─── RECORDS PROVIDED ───
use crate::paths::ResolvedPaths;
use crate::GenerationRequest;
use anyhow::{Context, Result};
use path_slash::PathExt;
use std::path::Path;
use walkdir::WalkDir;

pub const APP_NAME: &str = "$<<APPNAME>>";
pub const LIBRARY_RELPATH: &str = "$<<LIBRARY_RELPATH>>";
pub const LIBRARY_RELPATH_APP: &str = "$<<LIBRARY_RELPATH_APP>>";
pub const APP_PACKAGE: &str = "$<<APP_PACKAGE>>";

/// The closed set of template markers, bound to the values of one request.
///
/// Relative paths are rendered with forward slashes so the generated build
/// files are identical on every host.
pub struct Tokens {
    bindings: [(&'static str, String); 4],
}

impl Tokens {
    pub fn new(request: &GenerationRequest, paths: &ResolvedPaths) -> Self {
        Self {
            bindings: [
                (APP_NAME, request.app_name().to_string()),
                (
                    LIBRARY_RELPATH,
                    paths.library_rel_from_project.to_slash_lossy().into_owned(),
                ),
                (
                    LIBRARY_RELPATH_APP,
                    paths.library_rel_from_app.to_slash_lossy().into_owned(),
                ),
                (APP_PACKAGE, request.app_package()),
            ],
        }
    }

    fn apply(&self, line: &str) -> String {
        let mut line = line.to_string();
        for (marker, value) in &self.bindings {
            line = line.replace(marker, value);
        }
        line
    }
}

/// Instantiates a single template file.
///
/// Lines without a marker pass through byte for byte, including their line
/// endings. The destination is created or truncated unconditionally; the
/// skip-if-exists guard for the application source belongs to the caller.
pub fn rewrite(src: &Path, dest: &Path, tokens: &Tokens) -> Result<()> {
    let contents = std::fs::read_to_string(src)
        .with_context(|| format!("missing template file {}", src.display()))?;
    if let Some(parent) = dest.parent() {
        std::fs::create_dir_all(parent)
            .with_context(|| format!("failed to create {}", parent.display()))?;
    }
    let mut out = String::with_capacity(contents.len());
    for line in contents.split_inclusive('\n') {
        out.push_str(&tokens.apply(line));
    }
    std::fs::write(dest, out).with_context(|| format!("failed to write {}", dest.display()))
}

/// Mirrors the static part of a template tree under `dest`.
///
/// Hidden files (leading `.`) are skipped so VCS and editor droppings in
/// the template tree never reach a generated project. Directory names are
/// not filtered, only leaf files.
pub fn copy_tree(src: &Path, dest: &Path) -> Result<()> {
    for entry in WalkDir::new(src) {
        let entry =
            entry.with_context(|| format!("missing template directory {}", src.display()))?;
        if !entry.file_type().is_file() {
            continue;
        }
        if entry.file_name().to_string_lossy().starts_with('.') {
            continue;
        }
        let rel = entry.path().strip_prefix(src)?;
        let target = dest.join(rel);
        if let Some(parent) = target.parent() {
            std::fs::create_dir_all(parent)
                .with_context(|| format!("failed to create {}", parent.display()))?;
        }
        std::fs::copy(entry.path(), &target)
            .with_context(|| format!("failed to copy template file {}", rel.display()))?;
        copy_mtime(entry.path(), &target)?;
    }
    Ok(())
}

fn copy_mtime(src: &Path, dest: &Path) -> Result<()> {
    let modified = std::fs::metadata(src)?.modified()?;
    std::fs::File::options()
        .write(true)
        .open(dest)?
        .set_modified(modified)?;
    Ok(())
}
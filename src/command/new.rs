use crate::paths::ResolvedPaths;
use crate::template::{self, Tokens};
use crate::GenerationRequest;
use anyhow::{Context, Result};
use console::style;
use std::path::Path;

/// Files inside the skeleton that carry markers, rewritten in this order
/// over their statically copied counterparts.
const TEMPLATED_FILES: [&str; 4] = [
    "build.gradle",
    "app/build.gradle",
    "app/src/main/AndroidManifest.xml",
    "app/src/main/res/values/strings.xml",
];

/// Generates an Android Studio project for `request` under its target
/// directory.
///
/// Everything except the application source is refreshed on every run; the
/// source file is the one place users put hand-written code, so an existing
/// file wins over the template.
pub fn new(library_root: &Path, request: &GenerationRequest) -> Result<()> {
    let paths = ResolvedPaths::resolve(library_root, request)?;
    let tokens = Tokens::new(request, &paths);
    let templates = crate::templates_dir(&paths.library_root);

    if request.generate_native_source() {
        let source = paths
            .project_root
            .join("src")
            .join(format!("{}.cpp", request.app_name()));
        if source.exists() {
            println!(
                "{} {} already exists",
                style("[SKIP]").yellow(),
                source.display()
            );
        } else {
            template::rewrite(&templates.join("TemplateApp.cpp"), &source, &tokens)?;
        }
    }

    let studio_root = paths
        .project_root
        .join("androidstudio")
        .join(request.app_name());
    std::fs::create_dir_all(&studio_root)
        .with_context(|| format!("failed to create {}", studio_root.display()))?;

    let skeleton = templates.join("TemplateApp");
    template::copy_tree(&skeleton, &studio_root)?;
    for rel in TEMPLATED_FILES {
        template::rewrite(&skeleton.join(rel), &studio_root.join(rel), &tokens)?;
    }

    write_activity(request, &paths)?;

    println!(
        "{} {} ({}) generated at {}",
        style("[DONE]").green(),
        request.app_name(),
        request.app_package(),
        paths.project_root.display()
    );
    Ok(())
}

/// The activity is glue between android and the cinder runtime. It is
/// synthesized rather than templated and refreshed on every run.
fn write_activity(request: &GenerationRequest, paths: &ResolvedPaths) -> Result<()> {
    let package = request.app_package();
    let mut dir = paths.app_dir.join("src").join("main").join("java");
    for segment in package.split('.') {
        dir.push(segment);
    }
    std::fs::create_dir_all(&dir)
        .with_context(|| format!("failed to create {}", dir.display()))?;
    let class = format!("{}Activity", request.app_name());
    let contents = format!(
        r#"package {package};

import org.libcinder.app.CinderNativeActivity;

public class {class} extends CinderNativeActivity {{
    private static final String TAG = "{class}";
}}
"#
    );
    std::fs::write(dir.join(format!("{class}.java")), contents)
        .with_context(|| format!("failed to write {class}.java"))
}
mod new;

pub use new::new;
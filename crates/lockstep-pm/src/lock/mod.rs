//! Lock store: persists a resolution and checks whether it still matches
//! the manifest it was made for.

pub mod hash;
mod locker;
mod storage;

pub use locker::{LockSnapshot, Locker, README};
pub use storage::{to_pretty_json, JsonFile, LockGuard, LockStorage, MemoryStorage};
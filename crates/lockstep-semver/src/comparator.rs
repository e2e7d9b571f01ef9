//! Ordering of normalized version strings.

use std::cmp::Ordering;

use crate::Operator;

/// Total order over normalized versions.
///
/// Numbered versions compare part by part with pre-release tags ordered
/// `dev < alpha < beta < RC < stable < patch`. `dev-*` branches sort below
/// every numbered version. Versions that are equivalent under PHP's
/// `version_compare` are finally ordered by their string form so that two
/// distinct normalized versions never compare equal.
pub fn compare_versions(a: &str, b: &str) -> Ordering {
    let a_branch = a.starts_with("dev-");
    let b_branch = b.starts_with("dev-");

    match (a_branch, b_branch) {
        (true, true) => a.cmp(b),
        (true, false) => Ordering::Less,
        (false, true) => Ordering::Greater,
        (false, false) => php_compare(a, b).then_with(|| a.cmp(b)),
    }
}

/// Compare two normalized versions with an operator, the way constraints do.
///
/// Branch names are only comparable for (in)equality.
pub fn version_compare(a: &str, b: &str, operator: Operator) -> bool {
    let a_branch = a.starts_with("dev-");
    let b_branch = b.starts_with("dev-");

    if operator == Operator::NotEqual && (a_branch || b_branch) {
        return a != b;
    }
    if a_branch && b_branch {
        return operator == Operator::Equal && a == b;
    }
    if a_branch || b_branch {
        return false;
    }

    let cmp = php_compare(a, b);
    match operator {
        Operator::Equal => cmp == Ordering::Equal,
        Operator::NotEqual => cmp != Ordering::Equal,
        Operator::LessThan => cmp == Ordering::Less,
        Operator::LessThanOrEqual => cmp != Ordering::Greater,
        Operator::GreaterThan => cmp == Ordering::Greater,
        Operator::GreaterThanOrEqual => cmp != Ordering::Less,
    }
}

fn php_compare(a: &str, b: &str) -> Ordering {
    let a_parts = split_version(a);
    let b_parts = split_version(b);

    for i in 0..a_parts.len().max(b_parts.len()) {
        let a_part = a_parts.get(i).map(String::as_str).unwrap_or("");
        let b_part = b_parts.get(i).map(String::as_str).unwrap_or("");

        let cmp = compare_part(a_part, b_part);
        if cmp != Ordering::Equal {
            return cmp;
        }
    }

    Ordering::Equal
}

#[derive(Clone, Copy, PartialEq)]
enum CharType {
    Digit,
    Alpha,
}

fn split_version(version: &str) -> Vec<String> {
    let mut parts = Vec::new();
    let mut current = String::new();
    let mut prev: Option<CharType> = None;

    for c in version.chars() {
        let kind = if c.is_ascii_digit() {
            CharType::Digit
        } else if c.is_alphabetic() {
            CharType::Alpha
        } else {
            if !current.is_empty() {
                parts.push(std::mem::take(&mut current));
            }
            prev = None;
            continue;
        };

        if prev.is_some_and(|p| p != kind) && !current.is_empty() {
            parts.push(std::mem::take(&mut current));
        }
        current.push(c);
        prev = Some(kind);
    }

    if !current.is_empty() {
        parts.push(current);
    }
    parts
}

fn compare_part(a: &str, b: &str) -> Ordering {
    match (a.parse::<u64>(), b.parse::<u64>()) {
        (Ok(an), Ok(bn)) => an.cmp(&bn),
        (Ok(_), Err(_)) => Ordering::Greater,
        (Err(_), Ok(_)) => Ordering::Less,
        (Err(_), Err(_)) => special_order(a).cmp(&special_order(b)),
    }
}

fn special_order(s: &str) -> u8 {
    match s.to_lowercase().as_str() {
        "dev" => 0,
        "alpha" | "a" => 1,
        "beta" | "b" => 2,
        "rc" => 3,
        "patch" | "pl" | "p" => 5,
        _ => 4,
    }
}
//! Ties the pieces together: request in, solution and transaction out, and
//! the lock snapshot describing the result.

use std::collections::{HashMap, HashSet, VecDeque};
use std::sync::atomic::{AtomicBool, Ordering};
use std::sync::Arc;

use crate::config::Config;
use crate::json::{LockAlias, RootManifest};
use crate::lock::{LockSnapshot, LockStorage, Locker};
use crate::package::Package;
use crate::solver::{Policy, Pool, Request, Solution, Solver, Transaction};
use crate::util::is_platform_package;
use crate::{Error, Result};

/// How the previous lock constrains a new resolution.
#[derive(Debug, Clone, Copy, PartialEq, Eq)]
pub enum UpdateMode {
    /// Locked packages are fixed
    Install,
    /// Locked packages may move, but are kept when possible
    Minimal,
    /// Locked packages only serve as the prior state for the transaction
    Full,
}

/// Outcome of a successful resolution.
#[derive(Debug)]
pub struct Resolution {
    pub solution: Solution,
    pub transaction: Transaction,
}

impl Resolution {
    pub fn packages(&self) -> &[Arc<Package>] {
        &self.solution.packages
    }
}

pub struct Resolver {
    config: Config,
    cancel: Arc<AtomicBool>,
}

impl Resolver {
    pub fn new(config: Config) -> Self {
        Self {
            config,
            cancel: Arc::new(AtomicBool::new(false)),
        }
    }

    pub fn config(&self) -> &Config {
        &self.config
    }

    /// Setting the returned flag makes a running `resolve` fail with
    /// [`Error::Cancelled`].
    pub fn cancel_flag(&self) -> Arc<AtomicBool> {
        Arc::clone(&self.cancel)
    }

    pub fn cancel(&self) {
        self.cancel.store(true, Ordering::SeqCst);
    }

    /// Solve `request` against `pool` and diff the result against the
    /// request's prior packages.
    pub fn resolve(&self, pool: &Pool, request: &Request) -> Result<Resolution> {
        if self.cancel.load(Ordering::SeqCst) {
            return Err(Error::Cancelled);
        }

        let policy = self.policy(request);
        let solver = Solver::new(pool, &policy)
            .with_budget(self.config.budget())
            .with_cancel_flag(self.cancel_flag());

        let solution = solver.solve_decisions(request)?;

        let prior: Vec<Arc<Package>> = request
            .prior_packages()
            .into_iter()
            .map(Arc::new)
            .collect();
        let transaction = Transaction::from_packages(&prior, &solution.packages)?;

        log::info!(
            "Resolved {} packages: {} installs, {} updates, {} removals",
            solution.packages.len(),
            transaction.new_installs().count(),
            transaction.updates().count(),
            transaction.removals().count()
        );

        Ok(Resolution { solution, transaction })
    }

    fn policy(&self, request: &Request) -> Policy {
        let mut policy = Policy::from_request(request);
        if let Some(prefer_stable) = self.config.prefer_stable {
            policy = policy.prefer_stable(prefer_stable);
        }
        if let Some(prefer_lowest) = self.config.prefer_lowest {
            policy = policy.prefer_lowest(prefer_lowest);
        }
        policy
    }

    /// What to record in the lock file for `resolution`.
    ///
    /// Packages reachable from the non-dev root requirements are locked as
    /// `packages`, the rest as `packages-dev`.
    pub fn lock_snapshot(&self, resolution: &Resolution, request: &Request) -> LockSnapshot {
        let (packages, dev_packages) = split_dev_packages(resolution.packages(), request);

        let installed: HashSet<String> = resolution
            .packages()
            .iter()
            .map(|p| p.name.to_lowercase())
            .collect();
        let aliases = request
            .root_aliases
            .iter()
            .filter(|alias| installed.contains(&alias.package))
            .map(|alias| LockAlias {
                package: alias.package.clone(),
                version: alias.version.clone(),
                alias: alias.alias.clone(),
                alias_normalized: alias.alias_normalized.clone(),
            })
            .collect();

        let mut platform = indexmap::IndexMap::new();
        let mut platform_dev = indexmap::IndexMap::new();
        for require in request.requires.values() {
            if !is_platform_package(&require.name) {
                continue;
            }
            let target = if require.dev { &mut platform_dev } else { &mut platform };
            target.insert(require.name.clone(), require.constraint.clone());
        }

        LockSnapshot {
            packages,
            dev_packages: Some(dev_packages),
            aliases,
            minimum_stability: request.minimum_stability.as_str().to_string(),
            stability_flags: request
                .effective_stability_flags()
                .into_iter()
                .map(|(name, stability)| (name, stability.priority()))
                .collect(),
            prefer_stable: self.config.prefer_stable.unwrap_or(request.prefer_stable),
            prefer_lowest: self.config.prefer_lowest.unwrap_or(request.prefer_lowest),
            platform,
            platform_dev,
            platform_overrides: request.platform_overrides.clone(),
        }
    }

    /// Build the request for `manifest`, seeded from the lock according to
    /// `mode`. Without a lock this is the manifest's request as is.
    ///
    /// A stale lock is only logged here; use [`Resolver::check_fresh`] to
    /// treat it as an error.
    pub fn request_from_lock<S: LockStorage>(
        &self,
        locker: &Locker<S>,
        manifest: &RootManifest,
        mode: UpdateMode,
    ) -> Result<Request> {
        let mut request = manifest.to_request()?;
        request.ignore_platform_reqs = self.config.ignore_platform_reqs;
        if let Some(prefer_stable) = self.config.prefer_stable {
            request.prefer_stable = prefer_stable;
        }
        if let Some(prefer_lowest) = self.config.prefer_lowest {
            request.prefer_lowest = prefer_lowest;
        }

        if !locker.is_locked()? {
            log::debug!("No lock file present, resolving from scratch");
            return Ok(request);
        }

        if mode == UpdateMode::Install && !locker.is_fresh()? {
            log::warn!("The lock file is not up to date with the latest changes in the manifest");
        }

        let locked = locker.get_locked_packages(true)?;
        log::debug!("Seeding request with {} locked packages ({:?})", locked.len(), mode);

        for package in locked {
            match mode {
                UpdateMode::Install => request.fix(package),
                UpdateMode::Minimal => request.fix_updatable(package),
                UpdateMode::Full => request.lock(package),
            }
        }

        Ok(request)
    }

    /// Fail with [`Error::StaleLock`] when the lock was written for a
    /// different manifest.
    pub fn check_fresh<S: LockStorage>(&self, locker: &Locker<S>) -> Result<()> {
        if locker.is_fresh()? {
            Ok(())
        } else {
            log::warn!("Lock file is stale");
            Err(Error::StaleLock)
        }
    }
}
───
─── RECORDS PROVIDED ───
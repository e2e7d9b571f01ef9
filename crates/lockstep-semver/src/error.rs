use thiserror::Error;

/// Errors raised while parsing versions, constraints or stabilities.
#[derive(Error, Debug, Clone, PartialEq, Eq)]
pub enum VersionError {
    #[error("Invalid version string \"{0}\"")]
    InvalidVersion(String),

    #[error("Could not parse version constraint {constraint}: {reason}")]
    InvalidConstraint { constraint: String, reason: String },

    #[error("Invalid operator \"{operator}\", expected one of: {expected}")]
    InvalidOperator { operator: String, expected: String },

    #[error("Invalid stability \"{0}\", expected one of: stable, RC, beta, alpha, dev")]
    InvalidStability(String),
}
───
» **YOUR OBJECTIVE**
Reproduce the lines above, beginning at the line with "filename crates/lockstep-pm/src/lock/mod.rs" and stopping after the line with "filename crates/lockstep-semver/src/comparator.rs", exactly as they are.

» **TASK OUTPUT**
filename crates/lockstep-pm/src/lock/mod.rs
//! Lock store: persists a resolution and checks whether it still matches
//! the manifest it was made for.

pub mod hash;
mod locker;
mod storage;

pub use locker::{LockSnapshot, Locker, README};
pub use storage::{to_pretty_json, JsonFile, LockGuard, LockStorage, MemoryStorage};
filename crates/lockstep-semver/src/comparator.rs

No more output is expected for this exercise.